Former Interior Department Deputy Solicitor for Land Resources Justin Pidot, who is now an associate professor at the University of Denver Sturm College of Law, also warned that altering the status of newer monuments — those which have yet to finalize their own management plans — could erase prohibitions on activities like fishing in certain marine monuments.

Pidot pointed to the 3-million-acre Northeast Canyons and Seamounts Marine National Monument, established in 2016 off the New England coast, as an example.

"The only limitation on activities in that area are through the text of the proclamation itself, so all of those limits would be lifted," he said.

Boundary changes could also lead to confusion in established monuments, as federal agencies determine how to realign management plans to address lands that have reverted to a previous status.

While such changes are feasible given time, should the Trump administration move to execute changes immediately in the wake of Zinke’s recommendations, it could leave some public lands in limbo.

"You’d be in a situation where you have no rules whatsoever for the management of those lands," Pidot warned.

An Interior Department spokeswoman referred inquires about when Trump could act on the August report to the White House.

A White House spokesperson noted that the Trump administration does not comment on legal advice, adding: "Once the president receives the report from Secretary Zinke, he will consider its recommendations and determine the best path forward."

But even with a waiting period of sorts between any recommended changes and their actual execution, Pidot suggested that confusion could lead to incidents like illegal off-road vehicle use or other activity on potentially sensitive lands.

"There may be a disconnect between what is the legal reality and what people will expect because they’ll see the triumphalism of Trump slashing away a monument and think now these lands are up for any use we want, but it probably won’t be true," he added.

Litigation likely

Barring the least likely of conclusions — in which Zinke opts not to recommend changes to any of the sites under assessment — Pidot said there is one certainty about the outcome of the review: "There’s going to be some litigation almost no matter what the outcome is here."

That’s in part because if Zinke advises the president to erase any of the national monuments, Trump could become the first chief executive to attempt to undo a designation made by one of his predecessors.
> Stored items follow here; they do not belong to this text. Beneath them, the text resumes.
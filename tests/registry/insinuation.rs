//! Integration tests for insinuation: copying entries between registries

use std::cell::RefCell;
use std::rc::Rc;

use machinemind_foundation::{EntryType, RawRecord, Value};
use machinemind_registry::{AnyEntry, InsinuationLog, OpCtx, RegistryConfig};
use machinemind_schema::{CoreSystem, Frame, FrameTrait, MechSystem, MechWeapon};

use crate::fixtures::{sherman, two_registries};

// =============================================================================
// Owned Subtrees
// =============================================================================

#[test]
fn frame_brings_its_core_and_integrated_weapon() {
    let (_env, global, dest) = two_registries();
    let ctx = OpCtx::new();
    let fixture = sherman(&global, &ctx);

    let check = OpCtx::new();
    assert!(dest.get_cat::<Frame>().list_live(&check).unwrap().is_empty());
    assert!(dest.get_cat::<CoreSystem>().list_live(&check).unwrap().is_empty());
    assert!(dest.get_cat::<MechWeapon>().list_live(&check).unwrap().is_empty());

    let moved = fixture.frame.insinuate(&dest, None).unwrap();

    let check = OpCtx::new();
    assert_eq!(dest.get_cat::<Frame>().list_live(&check).unwrap().len(), 1);
    assert_eq!(dest.get_cat::<CoreSystem>().list_live(&check).unwrap().len(), 1);
    assert_eq!(dest.get_cat::<MechWeapon>().list_live(&check).unwrap().len(), 1);
    assert_eq!(dest.get_cat::<FrameTrait>().len(), 1);

    let frame = moved.borrow();
    let core = frame.core_system.as_ref().unwrap();
    assert!(core.registry().ptr_eq(&dest));
    let weapon = core.borrow().attachments.integrated[0].clone();
    assert!(weapon.registry().ptr_eq(&dest));
    assert_ne!(weapon.key(), fixture.cannon.key());
}

#[test]
fn a_child_alone_does_not_drag_its_parents() {
    let (_env, global, dest) = two_registries();
    let ctx = OpCtx::new();
    let fixture = sherman(&global, &ctx);

    let solidcore = global
        .get_cat::<MechWeapon>()
        .lookup_mmid(&OpCtx::new(), "mw_sherman_integrated")
        .unwrap()
        .unwrap();
    solidcore.insinuate(&dest, None).unwrap();

    assert_eq!(dest.count(EntryType::Frame), 0);
    assert_eq!(dest.count(EntryType::CoreSystem), 0);
    assert_eq!(dest.count(EntryType::MechWeapon), 1);
    assert_eq!(global.count(EntryType::MechWeapon), 1);
    assert!(fixture.frame.registry().ptr_eq(&global));
}

#[test]
fn foreign_refs_keep_pointing_at_the_source() {
    let (_env, global, dest) = two_registries();
    let ctx = OpCtx::new();
    let fixture = sherman(&global, &ctx);
    let moved = fixture.frame.insinuate(&dest, None).unwrap();

    assert_eq!(dest.count(EntryType::Manufacturer), 0);
    let source = moved.borrow().source.clone().unwrap();
    assert!(source.registry().ptr_eq(&global));
    assert_eq!(source.borrow().id, "HA");

    let raw = dest.get_raw(EntryType::Frame, moved.key()).unwrap();
    assert_eq!(raw.reference("source").unwrap().registry.as_deref(), Some("global"));
}

#[test]
fn source_records_are_untouched() {
    let (_env, global, dest) = two_registries();
    let ctx = OpCtx::new();
    let fixture = sherman(&global, &ctx);
    let before = global.get_raw(EntryType::Frame, fixture.frame.key()).unwrap();
    let counts: Vec<usize> = EntryType::ALL.iter().map(|k| global.count(*k)).collect();

    fixture.frame.insinuate(&dest, None).unwrap();

    assert_eq!(global.get_raw(EntryType::Frame, fixture.frame.key()), Some(before));
    let after: Vec<usize> = EntryType::ALL.iter().map(|k| global.count(*k)).collect();
    assert_eq!(after, counts);
}

#[test]
fn copies_share_nothing_with_the_original() {
    let (_env, global, dest) = two_registries();
    let ctx = OpCtx::new();
    let frame = sherman(&global, &ctx).frame;
    frame.set_flags("alpha");

    let moved_ctx = OpCtx::new();
    let moved = frame.insinuate(&dest, Some(&moved_ctx)).unwrap();

    assert_ne!(moved.flags(), Value::from("alpha"));
    assert!(!moved.ptr_eq(&frame));
    assert!(!moved.registry().ptr_eq(frame.registry()));
    assert_ne!(moved.key(), frame.key());
    assert!(moved.ctx().unwrap().ptr_eq(&moved_ctx));
    assert!(!moved_ctx.ptr_eq(&ctx));
}

#[test]
fn insinuating_twice_makes_two_copies() {
    let (_env, global, dest) = two_registries();
    let ctx = OpCtx::new();
    let system = global
        .create_live::<MechSystem>(&ctx, RawRecord::new().with("id", "ms_ns").with("name", "ns"))
        .unwrap();

    let a = system.insinuate(&dest, None).unwrap();
    let b = system.insinuate(&dest, None).unwrap();
    assert_ne!(a.key(), b.key());
    assert_eq!(dest.count(EntryType::MechSystem), 2);
}

// =============================================================================
// Hooks
// =============================================================================

#[test]
fn registry_hooks_see_every_copy() {
    let (_env, global, dest) = two_registries();
    let log = Rc::new(InsinuationLog::new());
    dest.set_insinuation_hook(log.clone());
    let ctx = OpCtx::new();
    let system = global
        .create_live::<MechSystem>(&ctx, RawRecord::new().with("name", "ns"))
        .unwrap();

    let copy = system.insinuate(&dest, None).unwrap();

    let records = log.records();
    assert_eq!(records.len(), 1);
    assert_eq!(records[0].kind, EntryType::MechSystem);
    assert_eq!(records[0].source, system.reg_ref());
    assert_eq!(records[0].dest, copy.reg_ref());

    dest.clear_insinuation_hook();
    system.insinuate(&dest, None).unwrap();
    assert_eq!(log.len(), 1);
}

#[test]
fn per_call_hooks_see_both_entries() {
    let (_env, global, dest) = two_registries();
    let ctx = OpCtx::new();
    let system = global
        .create_live::<MechSystem>(&ctx, RawRecord::new().with("name", "ns"))
        .unwrap();

    let seen = RefCell::new(Vec::new());
    let hook = |kind: EntryType, old: &AnyEntry, new: &AnyEntry| {
        let name = |e: &AnyEntry| e.downcast::<MechSystem>().unwrap().borrow().name.clone();
        seen.borrow_mut().push((kind, name(old), name(new)));
    };
    system.insinuate_with_hooks(&dest, None, &hook).unwrap();

    assert_eq!(
        seen.into_inner(),
        vec![(EntryType::MechSystem, "ns".to_string(), "ns".to_string())]
    );
}

#[test]
fn hooks_run_parents_first() {
    let (_env, global, dest) = two_registries();
    let log = Rc::new(InsinuationLog::new());
    dest.set_insinuation_hook(log.clone());
    let ctx = OpCtx::new();
    let frame = sherman(&global, &ctx).frame;

    frame.insinuate(&dest, None).unwrap();

    let kinds: Vec<EntryType> = log.records().iter().map(|r| r.kind).collect();
    assert_eq!(kinds[0], EntryType::Frame);
    assert_eq!(kinds.len(), 4);
    let core_at = kinds.iter().position(|k| *k == EntryType::CoreSystem).unwrap();
    let weapon_at = kinds.iter().position(|k| *k == EntryType::MechWeapon).unwrap();
    assert!(core_at < weapon_at);
}

// =============================================================================
// Failure
// =============================================================================

#[test]
fn a_failed_copy_is_rolled_back() {
    let config = RegistryConfig::deterministic(5).with_strict_foreign_refs(true);
    let env = machinemind_schema::standard_env(config).unwrap();
    let global = env.create_registry("global");
    let dest = env.create_registry("dest");
    let log = Rc::new(InsinuationLog::new());
    dest.set_insinuation_hook(log.clone());
    let ctx = OpCtx::new();
    let fixture = sherman(&global, &ctx);

    // The copy still names HA, which no longer exists.
    fixture.frame.borrow().source.as_ref().unwrap().destroy_entry();

    let dest_ctx = OpCtx::new();
    let err = fixture.frame.insinuate(&dest, Some(&dest_ctx)).unwrap_err();
    assert!(err.is_not_found());
    assert!(err.context.is_some());
    assert_eq!(dest.total_records(), 0);
    assert!(dest_ctx.is_empty());
    assert!(log.is_empty());
}
//! Fixtures shared by this crate's unit tests.

use machinemind_foundation::{RawRecord, Value};
use machinemind_registry::{Live, OpCtx, RegEnv, Registry, RegistryConfig};

use crate::frame::Frame;
use crate::manufacturer::Manufacturer;

/// A deterministic environment with every kind registered, plus its catalog.
pub(crate) fn setup() -> (RegEnv, Registry) {
    let env = crate::standard_env(RegistryConfig::deterministic(7)).unwrap();
    let reg = env.create_registry("global");
    (env, reg)
}

pub(crate) fn record(pairs: &[(&str, Value)]) -> Value {
    pairs
        .iter()
        .map(|(k, v)| (*k, v.clone()))
        .collect::<RawRecord>()
        .into_value()
}

/// Stores GMS and unpacks the EVEREST frame against it.
pub(crate) fn stock_frame(reg: &Registry, ctx: &OpCtx) -> Live<Frame> {
    Manufacturer::unpack(
        &RawRecord::new().with("id", "GMS").with("name", "GENERAL MASSIVE SYSTEMS"),
        reg,
        ctx,
    )
    .unwrap();

    let stats = record(&[
        ("size", Value::Int(1)),
        ("structure", Value::Int(4)),
        ("stress", Value::Int(4)),
        ("armor", Value::Int(0)),
        ("hp", Value::Int(8)),
        ("evasion", Value::Int(8)),
        ("edef", Value::Int(8)),
        ("heatcap", Value::Int(5)),
        ("repcap", Value::Int(5)),
        ("sensor_range", Value::Int(10)),
        ("tech_attack", Value::Int(0)),
        ("save", Value::Int(10)),
        ("speed", Value::Int(5)),
        ("sp", Value::Int(6)),
    ]);
    let initiative = record(&[
        ("name", Value::from("Initiative")),
        ("description", Value::from("1/scene, take any quick action as a free action.")),
    ]);
    let replaceable = record(&[
        ("name", Value::from("Replaceable Parts")),
        ("description", Value::from("Repair structure for 1 less repair.")),
        (
            "bonuses",
            Value::from(vec![record(&[
                ("id", Value::from("mech_structure_repair_cost")),
                ("val", Value::Int(-1)),
            ])]),
        ),
    ]);
    let core = record(&[
        ("name", Value::from("Hyperspec Fuel Injector")),
        ("active_name", Value::from("Power Up")),
        ("active_effect", Value::from("Gain +1 accuracy on all attacks, checks, and saves.")),
        ("activation", Value::from("Protocol")),
    ]);
    let packed = RawRecord::new()
        .with("id", "mf_standard_pattern_i_everest")
        .with("name", "EVEREST")
        .with("source", "GMS")
        .with("license_level", 0)
        .with("mechtype", vec!["Balanced"])
        .with("mounts", vec!["Main", "Flex", "Heavy"])
        .with("stats", stats)
        .with("traits", vec![initiative, replaceable])
        .with("core_system", core);
    Frame::unpack(&packed, reg, ctx).unwrap()
}
//! Pilot core bonuses.

use machinemind_foundation::{EntryType, RawRecord, Result};
use machinemind_registry::{AnyEntry, Live, Loader, OpCtx, RegEntry, Registry};

use crate::common::Effects;
use crate::deployable::Attachments;
use crate::unpack;

/// A permanent upgrade a pilot earns from a manufacturer.
#[derive(Debug, Default)]
pub struct CoreBonus {
    /// Semantic id (`cb_auto_stabilizing_hardpoints`).
    pub id: String,
    /// Display name.
    pub name: String,
    /// Manufacturer id this bonus sorts under. Kept as a plain id.
    pub source: String,
    /// Rules text.
    pub effect: String,
    /// Lore text.
    pub description: String,
    /// Rules text that applies only while mounted.
    pub mounted_effect: String,
    /// Actions, bonuses, synergies, counters.
    pub effects: Effects,
    /// Owned deployables and integrated entries.
    pub attachments: Attachments,
}

impl CoreBonus {
    /// Creates a core bonus and its inline children from its packed form.
    ///
    /// # Errors
    ///
    /// Shape errors, or a child or the bonus itself failing to load.
    pub fn unpack(packed: &RawRecord, reg: &Registry, ctx: &OpCtx) -> Result<Live<Self>> {
        let fields = packed
            .with("deployables", unpack::deployables(packed, Self::KIND, reg, ctx)?)
            .with("integrated", unpack::integrated(packed, Self::KIND, reg, ctx)?);
        reg.get_cat::<Self>().create_live(ctx, fields)
    }
}

impl RegEntry for CoreBonus {
    const KIND: EntryType = EntryType::CoreBonus;

    fn defaults() -> RawRecord {
        RawRecord::new()
            .with("name", "New Core Bonus")
            .with("source", "")
            .with("effect", "")
            .with("description", "")
            .with("mounted_effect", "")
    }

    fn load(&mut self, loader: &Loader<'_>) -> Result<()> {
        self.id = loader.string_or("id", "")?;
        self.name = loader.string("name")?;
        self.source = loader.string_or("source", "")?;
        self.effect = loader.string_or("effect", "")?;
        self.description = loader.string_or("description", "")?;
        self.mounted_effect = loader.string_or("mounted_effect", "")?;
        self.effects = Effects::load(loader)?;
        self.attachments = Attachments::load(loader)?;
        Ok(())
    }

    fn save(&self) -> RawRecord {
        let record = RawRecord::new()
            .with("id", self.id.as_str())
            .with("name", self.name.as_str())
            .with("source", self.source.as_str())
            .with("effect", self.effect.as_str())
            .with("description", self.description.as_str())
            .with("mounted_effect", self.mounted_effect.as_str());
        self.attachments
            .save_into(self.effects.save_into(record))
    }

    fn assoc_entries(&self) -> Vec<AnyEntry> {
        self.attachments.entries()
    }
}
Republicans and Democrats on Capitol Hill have split over whether the Antiquities Act of 1906 gives the president the ability both to create and dismantle monuments, or whether only Congress can unravel a monument once it has been created (E&E News PM, March 29).

Although past presidents have reduced the size of some monuments, no White House occupant has done so since President Kennedy modified the boundaries of the Bandelier National Monument in New Mexico in 1963.

Conservationists point to the Federal Land Policy and Management Act, created in 1976, for the end to that practice, asserting that the law eliminated the president’s ability to reduce a monument’s boundaries.

"The administration should expect to see a broad, powerful, swift reaction from the public when it takes action to reduce these monuments, and that includes litigation," McIntosh said, vowing "litigation that challenges [Trump’s] authority to take an ax to these monuments, and it will include opposition to every single future action … that would create harm to these monuments."

Challenges to the White House would likely rely, at least in part, on the 1938 opinion issued by then-Attorney General Homer Cummings to President Franklin Roosevelt.

Cummings wrote that Roosevelt could not abolish a monument created by President Coolidge, noting that because designations are equivalent to an act of Congress, only lawmakers could abolish a monument.

Pidot said that should Trump attempt to abolish a monument, he would need to seek a new opinion from the Justice Department’s Office of Legal Counsel (OLC), or at least a new memo withdrawing Cummings’ stated position.

A Justice Department spokeswoman did not respond to a request for comment on whether the OLC will produce a new opinion on the president’s powers under the Antiquities Act.